- _Exercise prompt_:
Copy every line of the data that includes the string "RegisterUserPayload".

** Input for this task follows **

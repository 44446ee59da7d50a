// src/config.rs

use sqlx::{postgres::PgPoolOptions, PgPool};
use std::{env, time::Duration};

use crate::{
    db::{
        AnnouncementRepository, ComponentRepository, DashboardRepository, OrderRepository,
        UserRepository,
    },
    services::{
        announcement_service::AnnouncementService, auth::AuthService, cep_service::CepService,
        component_service::ComponentService, customer_service::CustomerService,
        dashboard_service::DashboardService, order_service::OrderService,
    },
};

#[derive(Clone)]
pub struct AppState {
    pub db_pool: PgPool,
    pub auth_service: AuthService,
    pub customer_service: CustomerService,
    pub component_service: ComponentService,
    pub order_service: OrderService,
    pub announcement_service: AnnouncementService,
    pub dashboard_service: DashboardService,
    pub cep_service: CepService,
}

impl AppState {
    pub async fn new() -> anyhow::Result<Self> {
        dotenvy::dotenv().ok();

        let database_url = env::var("DATABASE_URL").expect("DATABASE_URL deve ser definida");
        let jwt_secret = env::var("JWT_SECRET").expect("JWT_SECRET deve ser definido");
        // Substituível em testes/homologação; produção usa o ViaCEP real.
        let viacep_base_url = env::var("VIACEP_BASE_URL").ok();

        let db_pool = PgPoolOptions::new()
            .max_connections(5)
            .acquire_timeout(Duration::from_secs(3))
            .connect(&database_url)
            .await?;

        tracing::info!("✅ Conexão com o banco de dados estabelecida com sucesso!");

        // --- Monta o gráfico de dependências ---
        let user_repo = UserRepository::new();
        let component_repo = ComponentRepository::new();
        let order_repo = OrderRepository::new();
        let announcement_repo = AnnouncementRepository::new();
        let dashboard_repo = DashboardRepository::new();

        let auth_service = AuthService::new(user_repo.clone(), jwt_secret, db_pool.clone());
        let customer_service = CustomerService::new(user_repo.clone());
        let component_service = ComponentService::new(component_repo.clone());
        let order_service = OrderService::new(order_repo, component_repo, user_repo);
        let announcement_service = AnnouncementService::new(announcement_repo);
        let dashboard_service = DashboardService::new(dashboard_repo);
        let cep_service = CepService::new(viacep_base_url)?;

        Ok(Self {
            db_pool,
            auth_service,
            customer_service,
            component_service,
            order_service,
            announcement_service,
            dashboard_service,
            cep_service,
        })
    }
}
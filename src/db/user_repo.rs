// src/db/user_repo.rs

use sqlx::{Executor, Postgres};
use uuid::Uuid;

use crate::{
    common::error::AppError,
    models::auth::{RegisterUserPayload, UpdateProfilePayload, User, UserType},
};

#[derive(Clone)]
pub struct UserRepository;

impl UserRepository {
    pub fn new() -> Self {
        Self
    }

    pub async fn create_user<'e, E>(
        &self,
        executor: E,
        payload: &RegisterUserPayload,
        password_hash: &str,
        user_type: UserType,
        cpf_digits: Option<&str>,
    ) -> Result<User, AppError>
    where
        E: Executor<'e, Database = Postgres>,
    {
        let user = sqlx::query_as::<_, User>(
            r#"
            INSERT INTO users (
                name, last_name, email, password_hash, user_type,
                phone, cpf, cep, address, address_number, complement,
                has_whatsapp, in_first_login
            )
            VALUES ($1, $2, $3, $4, $5, $6, $7, $8, $9, $10, $11, $12, $13)
            RETURNING *
            "#,
        )
        .bind(&payload.name)
        .bind(&payload.last_name)
        .bind(&payload.email)
        .bind(password_hash)
        .bind(user_type)
        .bind(&payload.phone)
        .bind(cpf_digits)
        .bind(&payload.cep)
        .bind(&payload.address)
        .bind(&payload.address_number)
        .bind(&payload.complement)
        .bind(payload.has_whatsapp)
        .bind(payload.in_first_login)
        .fetch_one(executor)
        .await
        .map_err(|e| {
            if let sqlx::Error::Database(db_err) = &e {
                if db_err.is_unique_violation() {
                    return AppError::EmailAlreadyExists;
                }
            }
            e.into()
        })?;

        Ok(user)
    }

    pub async fn find_by_email<'e, E>(
        &self,
        executor: E,
        email: &str,
    ) -> Result<Option<User>, AppError>
    where
        E: Executor<'e, Database = Postgres>,
    {
        let user = sqlx::query_as::<_, User>("SELECT * FROM users WHERE email = $1")
            .bind(email)
            .fetch_optional(executor)
            .await?;
        Ok(user)
    }

    pub async fn find_by_id<'e, E>(&self, executor: E, id: Uuid) -> Result<Option<User>, AppError>
    where
        E: Executor<'e, Database = Postgres>,
    {
        let user = sqlx::query_as::<_, User>("SELECT * FROM users WHERE id = $1")
            .bind(id)
            .fetch_optional(executor)
            .await?;
        Ok(user)
    }

    /// Lista completa de clientes; a busca aproximada roda em memória
    /// (domain::lookup), igual à tela que carrega tudo uma vez.
    pub async fn list_customers<'e, E>(&self, executor: E) -> Result<Vec<User>, AppError>
    where
        E: Executor<'e, Database = Postgres>,
    {
        let customers = sqlx::query_as::<_, User>(
            "SELECT * FROM users WHERE user_type = $1 ORDER BY name ASC, last_name ASC",
        )
        .bind(UserType::Customer)
        .fetch_all(executor)
        .await?;
        Ok(customers)
    }

    pub async fn update_profile<'e, E>(
        &self,
        executor: E,
        id: Uuid,
        payload: &UpdateProfilePayload,
        cpf_digits: Option<&str>,
    ) -> Result<User, AppError>
    where
        E: Executor<'e, Database = Postgres>,
    {
        let user = sqlx::query_as::<_, User>(
            r#"
            UPDATE users SET
                name = $2,
                last_name = $3,
                phone = $4,
                cpf = $5,
                cep = $6,
                address = $7,
                address_number = $8,
                complement = $9,
                has_whatsapp = $10,
                in_first_login = FALSE,
                updated_at = NOW()
            WHERE id = $1
            RETURNING *
            "#,
        )
        .bind(id)
        .bind(&payload.name)
        .bind(&payload.last_name)
        .bind(&payload.phone)
        .bind(cpf_digits)
        .bind(&payload.cep)
        .bind(&payload.address)
        .bind(&payload.address_number)
        .bind(&payload.complement)
        .bind(payload.has_whatsapp)
        .fetch_optional(executor)
        .await?
        .ok_or(AppError::UserNotFound)?;

        Ok(user)
    }
}
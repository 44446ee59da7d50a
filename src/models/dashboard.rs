// src/models/dashboard.rs

use rust_decimal::Decimal;
use serde::Serialize;
use sqlx::FromRow;
use utoipa::ToSchema;

// Cards do painel gerencial.
#[derive(Debug, Serialize, ToSchema)]
#[serde(rename_all = "camelCase")]
pub struct DashboardSummary {
    pub total_orders: i64,
    pub open_orders: i64,        // não iniciadas + em andamento
    pub finished_orders: i64,    // finalizadas + entregues
    pub total_customers: i64,
    pub low_stock_components: i64,
    pub revenue: Decimal,        // peças + mão de obra - desconto das OS concluídas
}

// Contagem de ordens por status (gráfico de pizza).
#[derive(Debug, Serialize, FromRow, ToSchema)]
#[serde(rename_all = "camelCase")]
pub struct StatusCountEntry {
    pub status: crate::models::order::OrderStatus,
    pub total: Option<i64>,
}
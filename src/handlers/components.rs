// src/handlers/components.rs

use axum::{
    extract::{Path, Query, State},
    http::StatusCode,
    response::IntoResponse,
    Json,
};
use uuid::Uuid;
use validator::Validate;

use crate::{
    common::error::AppError,
    config::AppState,
    handlers::users::SearchQuery,
    models::component::{Component, ComponentPayload},
};

// GET /components
#[utoipa::path(
    get,
    path = "/components",
    tag = "Components",
    params(SearchQuery),
    responses(
        // Catálogo vazio responde lista vazia, nunca 204.
        (status = 200, description = "Catálogo de peças", body = Vec<Component>)
    )
)]
pub async fn list_components(
    State(app_state): State<AppState>,
    Query(query): Query<SearchQuery>,
) -> Result<impl IntoResponse, AppError> {
    let components = app_state
        .component_service
        .list(&app_state.db_pool, query.q.as_deref())
        .await?;

    Ok((StatusCode::OK, Json(components)))
}

// POST /components
#[utoipa::path(
    post,
    path = "/components",
    tag = "Components",
    request_body = ComponentPayload,
    responses(
        (status = 201, description = "Peça criada", body = Component),
        (status = 400, description = "Dados inválidos")
    ),
    security(("api_jwt" = []))
)]
pub async fn create_component(
    State(app_state): State<AppState>,
    Json(payload): Json<ComponentPayload>,
) -> Result<impl IntoResponse, AppError> {
    payload.validate()?;

    let component = app_state
        .component_service
        .create(&app_state.db_pool, &payload)
        .await?;

    Ok((StatusCode::CREATED, Json(component)))
}

// PUT /components/{id}
#[utoipa::path(
    put,
    path = "/components/{id}",
    tag = "Components",
    request_body = ComponentPayload,
    responses(
        (status = 200, description = "Peça atualizada", body = Component),
        (status = 404, description = "Peça não encontrada")
    ),
    security(("api_jwt" = []))
)]
pub async fn update_component(
    State(app_state): State<AppState>,
    Path(id): Path<Uuid>,
    Json(payload): Json<ComponentPayload>,
) -> Result<impl IntoResponse, AppError> {
    payload.validate()?;

    let component = app_state
        .component_service
        .update(&app_state.db_pool, id, &payload)
        .await?;

    Ok((StatusCode::OK, Json(component)))
}

// DELETE /components/{id}
#[utoipa::path(
    delete,
    path = "/components/{id}",
    tag = "Components",
    responses(
        (status = 204, description = "Peça removida"),
        (status = 404, description = "Peça não encontrada")
    ),
    security(("api_jwt" = []))
)]
pub async fn delete_component(
    State(app_state): State<AppState>,
    Path(id): Path<Uuid>,
) -> Result<impl IntoResponse, AppError> {
    app_state
        .component_service
        .delete(&app_state.db_pool, id)
        .await?;

    Ok(StatusCode::NO_CONTENT)
}
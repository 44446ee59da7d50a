// src/handlers/dashboard.rs

use axum::{extract::State, http::StatusCode, response::IntoResponse, Json};

use crate::{common::error::AppError, config::AppState, models::dashboard::DashboardSummary};

// GET /dashboard/summary
#[utoipa::path(
    get,
    path = "/dashboard/summary",
    tag = "Dashboard",
    responses(
        (status = 200, description = "Indicadores gerenciais", body = DashboardSummary)
    ),
    security(("api_jwt" = []))
)]
pub async fn get_summary(
    State(app_state): State<AppState>,
) -> Result<impl IntoResponse, AppError> {
    let summary = app_state
        .dashboard_service
        .get_summary(&app_state.db_pool)
        .await?;

    Ok((StatusCode::OK, Json(summary)))
}
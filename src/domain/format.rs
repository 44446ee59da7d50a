// src/domain/format.rs
//
// Máscaras brasileiras (CPF, telefone, CEP) e formatação monetária.
// Tudo aqui é apresentação sobre valores já armazenados; nada altera
// o dado persistido.

use rust_decimal::Decimal;

/// Mantém apenas os dígitos, para comparação e armazenamento normalizado.
pub fn digits_only(raw: &str) -> String {
    raw.chars().filter(|c| c.is_ascii_digit()).collect()
}

/// `12345678901` -> `123.456.789-01`. Entradas fora do padrão voltam como vieram.
pub fn format_cpf(raw: &str) -> String {
    let d = digits_only(raw);
    if d.len() != 11 {
        return raw.to_string();
    }
    format!("{}.{}.{}-{}", &d[..3], &d[3..6], &d[6..9], &d[9..])
}

/// Telefone fixo (10 dígitos) ou celular (11 dígitos) com DDD.
pub fn format_phone(raw: &str) -> String {
    let d = digits_only(raw);
    match d.len() {
        10 => format!("({}) {}-{}", &d[..2], &d[2..6], &d[6..]),
        11 => format!("({}) {}-{}", &d[..2], &d[2..7], &d[7..]),
        _ => raw.to_string(),
    }
}

/// `01310100` -> `01310-100`.
pub fn format_cep(raw: &str) -> String {
    let d = digits_only(raw);
    if d.len() != 8 {
        return raw.to_string();
    }
    format!("{}-{}", &d[..5], &d[5..])
}

/// Formata como `R$ 1.234,56`: vírgula decimal, ponto de milhar,
/// sempre duas casas.
pub fn format_currency(value: Decimal) -> String {
    let rounded = value.round_dp(2);
    let negative = rounded.is_sign_negative();
    let abs = rounded.abs();

    let text = format!("{:.2}", abs);
    let (int_part, frac_part) = text.split_once('.').unwrap_or((text.as_str(), "00"));

    let mut grouped = String::new();
    for (i, c) in int_part.chars().rev().enumerate() {
        if i > 0 && i % 3 == 0 {
            grouped.push('.');
        }
        grouped.push(c);
    }
    let int_grouped: String = grouped.chars().rev().collect();

    let sign = if negative { "-" } else { "" };
    format!("{}R$ {},{}", sign, int_grouped, frac_part)
}

#[cfg(test)]
mod tests {
    use super::*;

    fn dec(s: &str) -> Decimal {
        s.parse().unwrap()
    }

    #[test]
    fn masks_cpf_and_leaves_odd_input_alone() {
        assert_eq!(format_cpf("11144477735"), "111.444.777-35");
        assert_eq!(format_cpf("111.444.777-35"), "111.444.777-35");
        assert_eq!(format_cpf("123"), "123");
    }

    #[test]
    fn masks_landline_and_mobile() {
        assert_eq!(format_phone("1133334444"), "(11) 3333-4444");
        assert_eq!(format_phone("11987654321"), "(11) 98765-4321");
        assert_eq!(format_phone("55"), "55");
    }

    #[test]
    fn masks_cep() {
        assert_eq!(format_cep("01310100"), "01310-100");
        assert_eq!(format_cep("01310-100"), "01310-100");
    }

    #[test]
    fn formats_currency_with_comma_and_thousands_dot() {
        assert_eq!(format_currency(Decimal::ZERO), "R$ 0,00");
        assert_eq!(format_currency(dec("70")), "R$ 70,00");
        assert_eq!(format_currency(dec("1234.5")), "R$ 1.234,50");
        assert_eq!(format_currency(dec("1234567.89")), "R$ 1.234.567,89");
        assert_eq!(format_currency(dec("-12.3")), "-R$ 12,30");
    }

    #[test]
    fn strips_non_digits() {
        assert_eq!(digits_only("(11) 98765-4321"), "11987654321");
        assert_eq!(digits_only("abc"), "");
    }
}
// src/services/order_service.rs

use chrono::Utc;
use sqlx::PgPool;
use uuid::Uuid;

use crate::{
    common::error::AppError,
    db::{ComponentRepository, OrderRepository, UserRepository},
    domain::{
        draft,
        pricing,
        reconciler::ItemRef,
    },
    models::order::{
        ApplianceItem, CreateOrderPayload, Order, OrderDetail, PartItem, UpdateOrderPayload,
    },
};

#[derive(Clone)]
pub struct OrderService {
    repo: OrderRepository,
    component_repo: ComponentRepository,
    user_repo: UserRepository,
}

impl OrderService {
    pub fn new(
        repo: OrderRepository,
        component_repo: ComponentRepository,
        user_repo: UserRepository,
    ) -> Self {
        Self {
            repo,
            component_repo,
            user_repo,
        }
    }

    // =========================================================================
    //  CRIAÇÃO (Draft Builder)
    // =========================================================================

    pub async fn create_order(
        &self,
        pool: &PgPool,
        payload: &CreateOrderPayload,
    ) -> Result<OrderDetail, AppError> {
        // Normaliza e valida o rascunho antes de tocar no banco.
        let new_order = draft::build(payload, Utc::now().date_naive())?;

        // Confere se o cliente existe fora da transação.
        self.user_repo
            .find_by_id(pool, new_order.user_id)
            .await?
            .ok_or(AppError::UserNotFound)?;

        let mut tx = pool.begin().await?;

        let order = self.repo.insert_order(&mut *tx, &new_order).await?;

        for appliance in &new_order.appliances {
            let item = ApplianceItem {
                id: None,
                appliance_type: appliance.appliance_type,
                brand: appliance.brand.clone(),
                model: appliance.model.clone(),
                voltage: appliance.voltage,
                serial_number: appliance.serial_number.clone(),
                customer_note: appliance.customer_note.clone(),
                labor_value: appliance.labor_value,
            };
            self.repo.insert_appliance(&mut *tx, order.id, &item).await?;
        }

        // Nome e preço são copiados do catálogo agora; reajustes futuros
        // não mudam ordens já abertas.
        for part in &new_order.parts {
            let component = self
                .component_repo
                .find_by_id(&mut *tx, part.component_id)
                .await?
                .ok_or(AppError::NotFound("Peça"))?;

            let item = PartItem {
                id: None,
                component_id: Some(component.id),
                name: component.name.clone(),
                unit_price: component.unit_price,
                quantity: part.quantity,
                removed: false,
            };
            self.repo.insert_part(&mut *tx, order.id, &item).await?;
        }

        tx.commit().await?;

        tracing::info!("🛠️ OS criada: {} (cliente {})", order.id, order.user_id);

        self.load_detail(pool, order).await
    }

    // =========================================================================
    //  LEITURA (totais sempre re-derivados)
    // =========================================================================

    pub async fn list_orders(
        &self,
        pool: &PgPool,
        user_id: Option<Uuid>,
    ) -> Result<Vec<OrderDetail>, AppError> {
        let orders = self.repo.list_orders(pool, user_id).await?;

        let mut details = Vec::with_capacity(orders.len());
        for order in orders {
            details.push(self.load_detail(pool, order).await?);
        }
        Ok(details)
    }

    pub async fn get_order(&self, pool: &PgPool, id: Uuid) -> Result<OrderDetail, AppError> {
        let order = self
            .repo
            .find_order(pool, id)
            .await?
            .ok_or(AppError::NotFound("Ordem de serviço"))?;
        self.load_detail(pool, order).await
    }

    async fn load_detail(&self, pool: &PgPool, order: Order) -> Result<OrderDetail, AppError> {
        let user = self
            .user_repo
            .find_by_id(pool, order.user_id)
            .await?
            .ok_or(AppError::UserNotFound)?;

        let appliances = self.repo.list_appliances(pool, order.id).await?;
        let parts = self.repo.list_parts(pool, order.id).await?;

        let appliance_items: Vec<ApplianceItem> = appliances.iter().map(|a| a.to_item()).collect();
        let part_items: Vec<PartItem> = parts.iter().map(|p| p.to_item()).collect();
        let totals = pricing::compute_totals(&appliance_items, &part_items, order.discount);

        Ok(OrderDetail {
            header: order,
            user,
            appliances,
            parts,
            parts_total: totals.parts_total,
            labor_total: totals.labor_total,
            total_value: totals.total_value,
        })
    }

    // =========================================================================
    //  EDIÇÃO (lado servidor do reconciliador)
    // =========================================================================

    /// Aplica o patch produzido pela sessão de edição: escalares + itens
    /// sobreviventes. Os deletes já chegaram antes pelo endpoint de
    /// item; aqui cada item é tratado de forma exaustiva como novo ou
    /// persistido, dentro de uma única transação.
    pub async fn update_order(
        &self,
        pool: &PgPool,
        id: Uuid,
        payload: &UpdateOrderPayload,
    ) -> Result<OrderDetail, AppError> {
        let mut tx = pool.begin().await?;

        let order = self
            .repo
            .update_order_scalars(
                &mut *tx,
                id,
                payload.status,
                payload.service_description.as_deref(),
            )
            .await?;

        for item in &payload.appliances {
            match ItemRef::from(item.id) {
                ItemRef::Persisted(item_id) => {
                    let touched = self
                        .repo
                        .update_appliance(&mut *tx, item_id, id, item)
                        .await?;
                    if touched == 0 {
                        return Err(AppError::NotFound("Aparelho"));
                    }
                }
                ItemRef::New => {
                    self.repo.insert_appliance(&mut *tx, id, item).await?;
                }
            }
        }

        for item in &payload.parts {
            // Linha zerada que escapou do filtro do cliente: ignorada.
            if item.quantity <= 0 {
                continue;
            }
            match ItemRef::from(item.id) {
                ItemRef::Persisted(item_id) => {
                    let touched = self.repo.update_part(&mut *tx, item_id, id, item).await?;
                    if touched == 0 {
                        return Err(AppError::NotFound("Peça da ordem"));
                    }
                }
                ItemRef::New => {
                    self.repo.insert_part(&mut *tx, id, item).await?;
                }
            }
        }

        tx.commit().await?;

        self.load_detail(pool, order).await
    }

    /// DELETE /order-items/{id}: o id pode ser de aparelho ou de peça.
    /// Idempotente: deletar um id já removido responde sucesso, para o
    /// retry de um save parcialmente falho não travar.
    pub async fn delete_order_item(&self, pool: &PgPool, id: Uuid) -> Result<(), AppError> {
        let deleted = self.repo.delete_appliance(pool, id).await?;
        if deleted > 0 {
            return Ok(());
        }

        let deleted = self.repo.delete_part(pool, id).await?;
        if deleted == 0 {
            tracing::debug!("DELETE /order-items/{} sem efeito (já removido?)", id);
        }
        Ok(())
    }
}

** End of Input for this task **

- _Problem solution_:
    models::auth::{RegisterUserPayload, UpdateProfilePayload, User, UserType},
        payload: &RegisterUserPayload,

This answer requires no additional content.